Toni Comín, exconsejero catalán de Salud establecido en Bélgica para evitar la acción de la justicia española, ha concedido una entrevista a El Periódico en la que defiende que los independentistas tienen que estar dispuestos a asumir "costes económicos", como por ejemplo perder su empleo.

Según Comín, "el precio de la independencia no lo ponemos los catalanes, lo pone el Estado", pero "si consideramos que la república catalana es la condición de una ciudadanía plena, que no eres libre si no eres plenamente ciudadano, la pregunta –injusta y desagradable, pero inevitable– es qué precio estamos dispuestos a pagar por nuestra libertad".

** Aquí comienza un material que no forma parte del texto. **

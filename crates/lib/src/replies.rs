//! Fixed user-facing texts (Portuguese, WhatsApp markdown) and the support prompt.

/// Reply to greetings and start commands.
pub const WELCOME: &str = "Olá! Sou seu **Assistente de Projetos com IA**. Nossa equipe de especialistas está pronta para te ajudar a conceituar e planejar seu projeto.\n\n\
**Como posso te ajudar hoje?** Por favor, me diga qual a sua ideia de projeto, o problema que você quer resolver, ou se precisa de suporte com algo específico.";

/// Reply to help commands.
pub const HELP: &str = "Claro! Sou seu Assistente de Projetos com IA. Por favor, me diga em que posso te ajudar com mais detalhes. \
Seja para planejar um novo projeto, tirar uma dúvida sobre algo que já geramos, ou para resolver um problema técnico.";

/// Reply to short ideas: asks for the four categories of detail.
pub const CLARIFY: &str = "Entendi sua ideia! Para que nossa equipe de especialistas possa criar um plano robusto, preciso de mais detalhes.\n\n\
**Vamos lá detalhar o problema/ideia:** Por favor, me conte mais sobre:\n\
**1. Qual o problema principal que seu projeto resolve ou a ideia central?**\n\
**2. Quais os objetivos? O que ele deve fazer ou entregar?**\n\
**3. Já pensou em alguma tecnologia (ex: Python, React, mobile)?**\n\
**4. Há alguma restrição importante (prazo, orçamento, privacidade)?**\n\n\
Quanto mais detalhes, melhor! Assim podemos criar um prompt técnico mais acertivo.";

/// Inline acknowledgement while the brief crew runs.
pub const HOLDING: &str = "Aguarde um instante, por favor! Nossos especialistas de IA estão analisando sua demanda e debatendo a melhor abordagem. \
Isso pode levar alguns minutos. Assim que tivermos uma resposta ou o plano inicial, te avisaremos! 😊";

/// Sent instead of the brief when the crew fails or times out.
pub const BRIEF_APOLOGY: &str = "Desculpe, nossa equipe de IA teve um problema ao gerar o plano do seu projeto. \
Por favor, tente novamente com uma descrição um pouco diferente, ou entre em contato com o suporte.";

/// Sent when the support-question LLM call fails.
pub const SUPPORT_FALLBACK: &str = "Desculpe, não consegui responder sua dúvida agora. \
Por favor, tente novamente em alguns instantes ou descreva o problema com mais detalhes.";

/// Last-resort reply when building any inline answer fails unexpectedly.
pub const GENERIC_APOLOGY: &str = "Desculpe, algo deu errado ao processar sua mensagem. Por favor, tente novamente em instantes.";

/// Instruction for the single support-question LLM call, embedding the user's text.
pub fn support_prompt(user_message: &str) -> String {
    format!(
        "Como Assistente de Projetos com IA, o usuário perguntou: '{}'. \
Responda de forma concisa e útil, oferecendo ajuda na execução, correção ou fornecendo recursos \
(links, documentação, tutoriais), se aplicável. O usuário está interagindo via WhatsApp, então a \
resposta deve ser direta e em português. Lembre-se que você é um consultor de execução de projetos.",
        user_message
    )
}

"No estoy obligado a cooperar con mi enemigo o mi adversario", ha respondido sobre la desobediencia que recomienda, pero seguidamente, sobre si el Estado es ese "enemigo", ha expresado que "no tenemos enemigos, pero nos trata como si fuéramos su enemigo".

Preguntado por la respuesta que tendría que dar la consejera de Empresa si la patronal Pimec la llama porque se está producido un bloqueo económico, Comín ha dicho que "si hay un millón de personas que un día se levantan por la mañana y no quieren ir a trabajar, ella no tiene ningún instrumento, ni el Estado, para obligar a esta persona a ir a trabajar". El exconsejero, eso sí, admite que no sabe si hay un millón de personas dispuestas a no ir a trabajar para tratar de conseguir la independencia.

La respuesta de la consejera Chacón
En cuanto a la estrategia de confrontación para desgastar económicamente a España que defiende Comín, la titular de Empresa, la postconvergente Àngels Chacón, en una entrevista en TV3, ha rechazado hablar de desgaste y de boicots, y se ha vuelto a desmarcar de una propuesta de paralización permanente. Como respuesta a las palabras de Comín, ha remarcado que "estamos en un contexto global", y ha alertado de que si se perjudica la economía española, como plantea el exconsejero, "nos perjudicaremos".

La incomodidad de Comín
Sobre la pseudo-DUI de 2017, Comín ha añadido lo que él denomina “una confesión”: “Yo decía: «es incómodo para los consellers que somos diputados votar a favor de una resolución como diputados sabiendo que como consellers no tendremos la capacidad para cumplirla»”. También ha asegurado que el gobierno de Puigdemont “decidió no hacerla efectiva. Porque la correlación de fuerzas no se lo permite. Y para garantizar un escenario de paz”.